HPI: 30 y.o. woman was found to have bilateral macular lesions on routine examination. She has no visual complaints. She denies any history of "night blindness", and her family history is negative for eye diseases.

PMH: healthy .

FH: non-contributory.

EXAM

* Best corrected visual acuities: 20/25 OU
* Color Vision: normal
* Pupils: normal, no RAPD
* VF: full to CF OU
* EOM: normal
* IOP: normal OU
* SLE: normal
* DFE: see below

Right Eye
OD_04012004.jpg


Left Eye
OS_04012004.jpg


Feel free to discuss the following:

What tests should you order (I'll post labs when asked for them)?

What's the differential diagnosis?

What's the diagnosis?

What is the treatment of choice, surgically and/or medically?

Members don't see this ad.
 
:rolleyes: Sigh, you opthalmologists and your pictures. Anyways, based on the pictures and the history, my differential includes Cat Scratch Disease (no other sx), a macular hole (patient is a bit young), punctate inner choirdopathy, or introocular histoplasmosis, with the last 2 being highest on my differential. Anyways, I would order a fluorescein angiography and a chest x-ray to look for histo. Labs I would order include CBC, alk phos, serology and complement fixing ab to histo, and blood and sputum cultures looking for histo.
 
FA, EOG, ERG?

Foveomacular vitelliform dystrophy, adult type?
 
Members don't see this ad :)
Originally posted by Kalel
my differential includes Cat Scratch Disease (no other sx), a macular hole (patient is a bit young), punctate inner choirdopathy, or introocular histoplasmosis, with the last 2 being highest on my differential.

- Cat Scratch Disease (Leber's idiopathic stellate neuroretinitis)
Typically you see disc swelling and macular star figure. Vision is decreased or horrible.

-Punctate inner choroidopathy
You see this in young myopic women, but they come in complaining of flashers and decreased vision. Fundus exam consists of small round lesions in the retina (100-300 microns, a retinal vein is about 150 microms in diameter) that may coalesce to form a serous retinal detachment. FA helps because these lesions stain.

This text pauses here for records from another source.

//! Integration tests for featfold-layer
//!
//! Each test drives a layer through the host call sequence
//! `setup -> reshape -> forward -> backward`.

use featfold_core::{FeatFoldError, Tensor};
use featfold_layer::{
    ConfigurableStepReshaper, FixedStepReshaper, Layer, LayerState, ReshapeConfig,
};

fn ramp(shape: &[usize]) -> Tensor<f64> {
    let count = shape.iter().product::<usize>();
    Tensor::from_vec((1..=count).map(|x| x as f64).collect(), shape).unwrap()
}

fn set_up<L: Layer<f64>>(
    layer: &mut L,
    bottom: &Tensor<f64>,
    config: &ReshapeConfig,
) -> Vec<Tensor<f64>> {
    let mut top = vec![Tensor::empty()];
    layer.setup(&[bottom], &mut top, config).unwrap();
    layer.reshape(&[bottom], &mut top).unwrap();
    top
}

#[test]
fn test_fixed_layer_full_pass() {
    let mut layer = FixedStepReshaper::<f64>::new();
    let bottom = ramp(&[1, 3, 5, 4]);
    let mut top = set_up(&mut layer, &bottom, &ReshapeConfig::default());

    assert_eq!(layer.state(), LayerState::ShapeReady);
    assert_eq!(top[0].shape(), &[1, 12, 3, 2]);
    assert_eq!(layer.inner().padding_buffer().shape(), &[1, 3, 6, 4]);

    layer.forward(&[&bottom], &mut top).unwrap();
    let out = &top[0];
    for c in 0..3 {
        for by in 0..2 {
            for bx in 0..2 {
                let oc = (by * 2 + bx) * 3 + c;
                for oy in 0..3 {
                    for ox in 0..2 {
                        let (y, x) = (oy * 2 + by, ox * 2 + bx);
                        let expected = if y < 5 { bottom[&[0, c, y, x]] } else { 0.0 };
                        assert_eq!(out[&[0, oc, oy, ox]], expected);
                    }
                }
            }
        }
    }

    top[0].grad_mut().fill(2.0);
    let top_snapshot = top[0].clone();
    let mut bottoms = vec![bottom];
    layer
        .backward(&[&top_snapshot], &[true], &mut bottoms)
        .unwrap();
    assert!(bottoms[0].grad().iter().all(|&g| g == 2.0));
}

#[test]
fn test_configurable_layer_odd_extent() {
    let mut layer = ConfigurableStepReshaper::<f64>::new();
    let bottom = ramp(&[2, 1, 9, 9]);
    let mut top = set_up(&mut layer, &bottom, &ReshapeConfig::new(3));

    assert_eq!(top[0].shape(), &[2, 9, 4, 4]);
    assert_eq!(layer.inner().padding_buffer().shape(), &[2, 1, 10, 10]);

    layer.forward(&[&bottom], &mut top).unwrap();
    // Output row 3 with block row 0 reads padded row 9, the padding row
    assert_eq!(top[0][&[1, 0, 3, 0]], 0.0);
    // Block row 2 on output row 3 would read row 11, beyond the padded buffer
    assert_eq!(top[0][&[0, 6, 3, 1]], 0.0);
    assert_eq!(top[0][&[1, 4, 2, 2]], bottom[&[1, 0, 7, 7]]);
}

#[test]
fn test_configurable_layer_even_extent() {
    let mut layer = ConfigurableStepReshaper::<f64>::new();
    let bottom = ramp(&[2, 1, 6, 6]);
    let mut top = set_up(&mut layer, &bottom, &ReshapeConfig::new(3));

    assert_eq!(top[0].shape(), &[2, 9, 2, 2]);
    assert_eq!(layer.inner().padding_buffer().shape(), &[2, 1, 6, 6]);

    layer.forward(&[&bottom], &mut top).unwrap();
    let mut produced: Vec<f64> = top[0].data().to_vec();
    produced.sort_by(|a, b| a.partial_cmp(b).unwrap());
    let mut expected = bottom.data().to_vec();
    expected.sort_by(|a, b| a.partial_cmp(b).unwrap());
    assert_eq!(produced, expected);
}

#[test]
fn test_reshape_tracks_input_changes_without_reallocating() {
    let mut layer = FixedStepReshaper::<f64>::new();
    let large = ramp(&[2, 4, 11, 11]);
    let mut top = set_up(&mut layer, &large, &ReshapeConfig::default());
    let capacity = top[0].capacity();
    assert_eq!(top[0].shape(), &[2, 16, 6, 6]);

    let ptr = top[0].data().as_ptr();
    layer.reshape(&[&large], &mut top).unwrap();
    assert_eq!(top[0].data().as_ptr(), ptr);

    let small = ramp(&[1, 4, 4, 4]);
    layer.reshape(&[&small], &mut top).unwrap();
    assert_eq!(top[0].shape(), &[1, 16, 2, 2]);
    assert_eq!(top[0].capacity(), capacity);

    layer.forward(&[&small], &mut top).unwrap();
    assert!(matches!(
        layer.forward(&[&large], &mut top),
        Err(FeatFoldError::ShapeMismatch { .. })
    ));
}

#[test]
fn test_backward_without_propagation_leaves_grad() {
    let mut layer = ConfigurableStepReshaper::<f64>::new();
    let bottom = ramp(&[1, 2, 4, 4]);
    let mut top = set_up(&mut layer, &bottom, &ReshapeConfig::new(2));
    layer.forward(&[&bottom], &mut top).unwrap();

    top[0].grad_mut().fill(1.0);
    let mut bottoms = vec![bottom];
    bottoms[0].grad_mut().fill(-3.0);
    layer.backward(&[&top[0]], &[false], &mut bottoms).unwrap();
    assert!(bottoms[0].grad().iter().all(|&g| g == -3.0));
}

#[test]
fn test_lifecycle_violations() {
    let mut layer = ConfigurableStepReshaper::<f64>::new();
    let bottom = ramp(&[1, 1, 4, 4]);
    let mut top = vec![Tensor::empty()];

    assert!(matches!(
        layer.forward(&[&bottom], &mut top),
        Err(FeatFoldError::InvalidState { .. })
    ));
    assert!(matches!(
        layer.reshape(&[&bottom], &mut top),
        Err(FeatFoldError::InvalidState { .. })
    ));

    layer
        .setup(&[&bottom], &mut top, &ReshapeConfig::default())
        .unwrap();
    let err = layer.forward(&[&bottom], &mut top).unwrap_err();
    assert_eq!(
        err.to_string(),
        "forward is not allowed while the layer is configured"
    );
}

#[test]
fn test_rejects_bad_inputs() {
    let mut layer = FixedStepReshaper::<f64>::new();
    let bottom = ramp(&[1, 1, 4, 4]);
    let mut top = set_up(&mut layer, &bottom, &ReshapeConfig::default());

    for shape in [&[4, 4][..], &[1, 0, 4, 4][..], &[1, 1, 1, 4, 4][..]] {
        let bad = Tensor::zeros(shape);
        assert!(matches!(
            layer.reshape(&[&bad], &mut top),
            Err(FeatFoldError::InvalidInputShape { .. })
        ));
    }
    // The previous plan survives a rejected reshape
    layer.forward(&[&bottom], &mut top).unwrap();

    let mut no_tops: Vec<Tensor<f64>> = Vec::new();
    assert!(matches!(
        layer.reshape(&[&bottom], &mut no_tops),
        Err(FeatFoldError::TensorCount { .. })
    ));
}

#[test]
fn test_block_larger_than_input() {
    let mut layer = ConfigurableStepReshaper::<f64>::new();
    let bottom = ramp(&[1, 2, 2, 2]);
    let mut top = set_up(&mut layer, &bottom, &ReshapeConfig::new(4));

    assert_eq!(top[0].shape(), &[1, 32, 0, 0]);
    assert!(top[0].is_empty());
    layer.forward(&[&bottom], &mut top).unwrap();

    let top_snapshot = top[0].clone();
    let mut bottoms = vec![bottom];
    bottoms[0].grad_mut().fill(9.0);
    layer
        .backward(&[&top_snapshot], &[true], &mut bottoms)
        .unwrap();
    assert!(bottoms[0].grad().iter().all(|&g| g == 0.0));
}

#[cfg(feature = "serde")]
#[test]
fn test_config_from_json_drives_layer() {
    let config = ReshapeConfig::from_json(r#"{ "sample_step": 4 }"#).unwrap();
    let mut layer = ConfigurableStepReshaper::<f64>::new();
    let bottom = ramp(&[1, 1, 8, 8]);
    let top = set_up(&mut layer, &bottom, &config);
    assert_eq!(top[0].shape(), &[1, 16, 2, 2]);
}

-POHS (presumed ocular histoplasmosis syndrome)
CNVM that form in POHS in the macula will be symptomatic (if this was a POHS patient, then she would only count fingers, not 20/25).
In POHS, we typically see punched out lesions in the periphery, peripapillary atrophy, and +/- CNVM.

-Macular hole
These holes are smaller than the lesions seen and patients are symptomatic because they occur in the center of the macula.

Originally posted by Redhawk
FA, EOG, ERG?

Foveomacular vitelliform dystrophy, adult type?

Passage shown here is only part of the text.